Mendelian population as a model, intended as a "stable target of explanation"

Models constitute an increasingly important object of study for philosophy of biology. Yet, no univocal and sufficiently comprehensive definitions of modeling and model are available. Here I adopt a specific notion of a model as a “stable target of explanation”, and use it to explore population genetics in a uncommon way. Mathematical population genetics is often referred to as a great set or “family” of models, where “models” mean, arguably, equations of gene frequencies or phenotypic change. In this sense, modeling is seen as an activity of equations specification, tuning, and calculation. The notion of a model as a “stable target of explanation” does not apply to population genetics equations. Rather, it is suitable for capturing Mendelian population, i.e. a formal combination space population genetics equations are about. One interesting result of my approach is to liken - at least for some epistemological characteristics - a formal system to organic systems called “model organisms” in experimental biology, like e.g.
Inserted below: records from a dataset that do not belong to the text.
use crate::dynamics::state::{StateLayout, StateVector, Vertical, WindCoupled};
use crate::error::SimError;
use crate::physics::{DragBody, Environment, LogWindProfile};

// ---------------------------------------------------------------------------
// Equations of motion
// ---------------------------------------------------------------------------

/// Closed-form time derivative of a descent state.
///
/// Coefficients are fixed when the equation is built, so evaluation is pure arithmetic.
pub trait EquationOfMotion<const N: usize> {
    fn derivative(&self, state: &StateVector<N>) -> StateVector<N>;
}

fn check_mass(mass: f64) -> Result<(), SimError> {
    if mass > 0.0 && mass.is_finite() {
        Ok(())
    } else {
        Err(SimError::config(format!("mass must be finite and positive, got {}", mass)))
    }
}

// ---------------------------------------------------------------------------
// 1-D vertical descent
// ---------------------------------------------------------------------------

/// Quadratic drag along the vertical axis plus uniform gravity.
///
///   dy/dt = v
///   dv/dt = -k v |v| - g,   k = cd * 0.5 * rho * S / m
#[derive(Debug, Clone, Copy, PartialEq)]
pub struct VerticalDescent {
    drag_factor: f64,
    gravity: f64,
}

impl VerticalDescent {
    pub fn new(mass: f64, drag: &DragBody, env: &Environment) -> Result<Self, SimError> {
        check_mass(mass)?;
        env.validate()?;
        Ok(Self {
            drag_factor: drag.drag_factor(mass, env.air_density),
            gravity: env.gravity,
        })
    }
}

impl EquationOfMotion<2> for VerticalDescent {
    fn derivative(&self, state: &StateVector<2>) -> StateVector<2> {
        let v = state[Vertical::VERTICAL_VELOCITY];
        // Drag always opposes the direction of travel.
        let accel = -self.drag_factor * v * v.abs() - self.gravity;

        let mut d = StateVector::<2>::zeros();
        d[Vertical::ALTITUDE] = v;
        d[Vertical::VERTICAL_VELOCITY] = accel;
        d
    }
}

// ---------------------------------------------------------------------------
// Wind-coupled descent
// ---------------------------------------------------------------------------

/// Planar descent with drag acting on the velocity relative to a logarithmic wind.
///
/// The air-relative velocity is (u + w(y), v) with direction theta; drag of magnitude
/// k |v_rel|^2 acts along -theta.
#[derive(Debug, Clone, Copy, PartialEq)]
pub struct WindDriftDescent {
    drag_factor: f64,
    gravity: f64,
    wind: LogWindProfile,
}

impl WindDriftDescent {
    pub fn new(mass: f64, drag: &DragBody, env: &Environment) -> Result<Self, SimError> {
        check_mass(mass)?;
        env.validate()?;
        Ok(Self {
            drag_factor: drag.drag_factor(mass, env.air_density),
            gravity: env.gravity,
            wind: LogWindProfile::new(env.wind_speed),
        })
    }

    pub fn wind(&self) -> &LogWindProfile {
        &self.wind
    }
}

impl EquationOfMotion<4> for WindDriftDescent {
    fn derivative(&self, state: &StateVector<4>) -> StateVector<4> {
        let y = state[WindCoupled::ALTITUDE];
        let u = state[WindCoupled::HORIZONTAL_VELOCITY];
        let v = state[WindCoupled::VERTICAL_VELOCITY];

        let rel_u = u + self.wind.speed_at(y);
        let theta = v.atan2(rel_u);
        let drag = self.drag_factor * (rel_u * rel_u + v * v);

        let mut d = StateVector::<4>::zeros();
        d[0] = -u;
        d[WindCoupled::ALTITUDE] = v;
        d[WindCoupled::HORIZONTAL_VELOCITY] = -drag * theta.cos();
        d[WindCoupled::VERTICAL_VELOCITY] = -drag * theta.sin() - self.gravity;
        d
    }
}

#[cfg(test)]
mod tests {
    use super::*;
    use crate::physics::environment::GRAVITY;
    use approx::assert_relative_eq;

    fn drogue() -> DragBody {
        DragBody::new(0.75, 3.14).unwrap()
    }

    #[test]
    fn zero_velocity_is_pure_gravity() {
        for &(mass, cd, area) in &[(1.0, 0.75, 3.14), (0.2, 2.59, 6.0), (40.0, 0.01, 1e-6)] {
            let body = DragBody::new(cd, area).unwrap();
            let eom = VerticalDescent::new(mass, &body, &Environment::default()).unwrap();
            let d = eom.derivative(&Vertical::state(1200.0, 0.0));
            assert_eq!(d[1], -GRAVITY);
            assert_eq!(d[0], 0.0);
        }
    }

    #[test]
    fn drag_opposes_motion_in_both_directions() {
        let eom = VerticalDescent::new(1.0, &drogue(), &Environment::default()).unwrap();
        let falling = eom.derivative(&Vertical::state(1000.0, -80.0));
        let rising = eom.derivative(&Vertical::state(1000.0, 80.0));
        assert!(falling[1] > -GRAVITY, "drag should slow a falling body");
        assert!(rising[1] < -GRAVITY, "drag should slow a rising body");
        assert_relative_eq!(falling[1] + GRAVITY, -(rising[1] + GRAVITY), epsilon = 1e-12);
    }

    #[test]
    fn drag_balances_gravity_at_terminal_velocity() {
        let env = Environment::default();
        let body = drogue();
        let vt = body.terminal_velocity(1.0, &env);
        let eom = VerticalDescent::new(1.0, &body, &env).unwrap();
        let d = eom.derivative(&Vertical::state(1000.0, -vt));
        assert_relative_eq!(d[1], 0.0, epsilon = 1e-9);
    }

    #[test]
    fn zero_mass_rejected_at_construction() {
        let env = Environment::default();
        assert!(matches!(
            VerticalDescent::new(0.0, &drogue(), &env),
            Err(SimError::InvalidConfiguration(_))
        ));
        assert!(matches!(
            WindDriftDescent::new(-1.0, &drogue(), &env),
            Err(SimError::InvalidConfiguration(_))
        ));
    }

    #[test]
    fn wind_coupled_matches_vertical_in_calm_air() {
        let env = Environment::default();
        let vertical = VerticalDescent::new(1.0, &drogue(), &env).unwrap();
        let planar = WindDriftDescent::new(1.0, &drogue(), &env).unwrap();
        let dv = vertical.derivative(&Vertical::state(900.0, -50.0));
        let dp = planar.derivative(&WindCoupled::state(0.0, 900.0, 0.0, -50.0));
        assert_relative_eq!(dp[1], dv[0], epsilon = 1e-12);
        assert_relative_eq!(dp[3], dv[1], epsilon = 1e-9);
        assert_relative_eq!(dp[2], 0.0, epsilon = 1e-12);
    }

    #[test]
    fn wind_pushes_body_downwind() {
        let env = Environment::with_wind(15.0);
        let eom = WindDriftDescent::new(1.0, &drogue(), &env).unwrap();
        let d = eom.derivative(&WindCoupled::state(0.0, 500.0, 0.0, -40.0));
        // Horizontal velocity becomes negative (away from the wind), drift rate positive
        // once that velocity builds.
        assert!(d[2] < 0.0);
        assert_eq!(d[0], 0.0);
    }

    #[test]
    fn wind_coupled_at_rest_is_pure_gravity() {
        let eom = WindDriftDescent::new(1.0, &drogue(), &Environment::default()).unwrap();
        let d = eom.derivative(&WindCoupled::state(0.0, 300.0, 0.0, 0.0));
        assert_eq!(d[3], -GRAVITY);
    }
}
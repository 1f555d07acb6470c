pub mod config;
pub mod dynamics;
pub mod error;
pub mod io;
pub mod physics;
pub mod sim;
pub mod vehicle;

pub use error::{DivergenceReason, SimError};

pub mod prelude {
    pub use crate::dynamics::{SimConfig, StateLayout, StateVector, Vertical, WindCoupled};
    pub use crate::error::SimError;
    pub use crate::physics::{DragBody, Environment};
    pub use crate::sim::{simulate, simulate_with_masses, MissionEngine, RunResult};
    pub use crate::vehicle::{
        presets, DriftMission, Limits, Mission, ParachuteCatalog, PhaseBuilder, VerticalMission,
    };
}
Drosophila melanogaster, or Caenorhabditis elegans. A single notion of a model, one that emphasizes model autonomy - with interesting epistemological problems about representation, explanation, and prediction - seems to capture effectively both Mendelian population and model organisms. Models as stable targets of explanation are systems selected for intensive research, yielding their stability and a cost-effective apparatus of experimental resources; they feature some degree of artificiality, and are never exhaustively known, even in case of complete artificiality.